:: TASK ::
Reproduce the data in full, exactly as it appears.
*** Block opens ***
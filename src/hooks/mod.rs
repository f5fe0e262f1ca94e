pub mod dispatcher;
pub mod handler;
pub mod registration;

pub use dispatcher::{FiringStatus, HookDispatcher, HookFiring};
pub use handler::{CommandHandler, HookContext, HookHandler};
pub use registration::{FilterExpr, HookEvent, HookRegistration};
*** Block closes ***
:: COMPLETED TASK ::
filename src/hooks/mod.rs
repository f5fe0e262f1ca94e
pub mod dispatcher;
pub mod handler;
pub mod registration;

pub use dispatcher::{FiringStatus, HookDispatcher, HookFiring};
pub use handler::{CommandHandler, HookContext, HookHandler};
pub use registration::{FilterExpr, HookEvent, HookRegistration};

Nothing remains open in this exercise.